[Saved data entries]
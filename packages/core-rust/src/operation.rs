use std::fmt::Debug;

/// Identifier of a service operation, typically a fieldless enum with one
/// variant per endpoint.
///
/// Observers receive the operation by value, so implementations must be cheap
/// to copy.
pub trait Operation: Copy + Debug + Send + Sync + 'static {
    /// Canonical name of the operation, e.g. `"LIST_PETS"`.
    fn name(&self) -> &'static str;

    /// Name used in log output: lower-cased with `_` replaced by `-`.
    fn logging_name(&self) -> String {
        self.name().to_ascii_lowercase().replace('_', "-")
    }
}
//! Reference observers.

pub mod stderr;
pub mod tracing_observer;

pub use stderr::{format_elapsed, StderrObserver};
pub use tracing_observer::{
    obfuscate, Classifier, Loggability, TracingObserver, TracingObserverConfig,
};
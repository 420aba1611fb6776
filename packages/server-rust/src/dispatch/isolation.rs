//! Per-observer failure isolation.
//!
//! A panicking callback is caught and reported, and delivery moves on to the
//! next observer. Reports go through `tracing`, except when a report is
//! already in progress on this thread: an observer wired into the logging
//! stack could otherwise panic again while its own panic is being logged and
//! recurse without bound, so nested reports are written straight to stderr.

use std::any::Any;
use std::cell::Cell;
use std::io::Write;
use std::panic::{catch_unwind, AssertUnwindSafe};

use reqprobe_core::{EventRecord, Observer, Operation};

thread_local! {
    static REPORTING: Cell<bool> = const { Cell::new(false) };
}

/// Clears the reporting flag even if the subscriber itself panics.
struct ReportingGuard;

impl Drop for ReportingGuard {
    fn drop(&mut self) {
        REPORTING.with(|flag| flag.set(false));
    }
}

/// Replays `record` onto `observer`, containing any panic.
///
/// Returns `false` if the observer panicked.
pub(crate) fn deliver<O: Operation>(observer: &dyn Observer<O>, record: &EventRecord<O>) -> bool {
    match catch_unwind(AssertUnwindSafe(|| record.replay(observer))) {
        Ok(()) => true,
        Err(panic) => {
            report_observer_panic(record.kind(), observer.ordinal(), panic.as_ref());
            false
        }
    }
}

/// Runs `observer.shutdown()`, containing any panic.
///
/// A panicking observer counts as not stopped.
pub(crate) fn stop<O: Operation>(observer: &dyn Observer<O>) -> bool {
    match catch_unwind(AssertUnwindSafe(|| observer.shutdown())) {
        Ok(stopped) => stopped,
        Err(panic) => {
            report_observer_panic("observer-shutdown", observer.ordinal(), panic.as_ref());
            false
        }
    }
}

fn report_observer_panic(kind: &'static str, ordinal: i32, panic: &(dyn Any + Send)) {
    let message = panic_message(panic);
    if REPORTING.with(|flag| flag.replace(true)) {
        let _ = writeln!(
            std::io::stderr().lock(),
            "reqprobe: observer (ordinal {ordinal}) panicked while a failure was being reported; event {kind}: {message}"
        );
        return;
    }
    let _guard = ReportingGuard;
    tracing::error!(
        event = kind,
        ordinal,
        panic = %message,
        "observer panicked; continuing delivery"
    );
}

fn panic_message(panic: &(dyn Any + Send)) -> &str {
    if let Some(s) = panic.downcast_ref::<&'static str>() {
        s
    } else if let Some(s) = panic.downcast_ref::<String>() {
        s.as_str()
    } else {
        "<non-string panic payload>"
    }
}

ASSIGNED TASK. Give back, exactly as written, the stretch from the line with "use std::fmt::Debug;" through the line with "fn name(&self) -> &'static str;", and no other lines from the records above.

EXERCISE RESULT.
use std::fmt::Debug;

/// Identifier of a service operation, typically a fieldless enum with one
/// variant per endpoint.
///
/// Observers receive the operation by value, so implementations must be cheap
/// to copy.
pub trait Operation: Copy + Debug + Send + Sync + 'static {
    /// Canonical name of the operation, e.g. `"LIST_PETS"`.
    fn name(&self) -> &'static str;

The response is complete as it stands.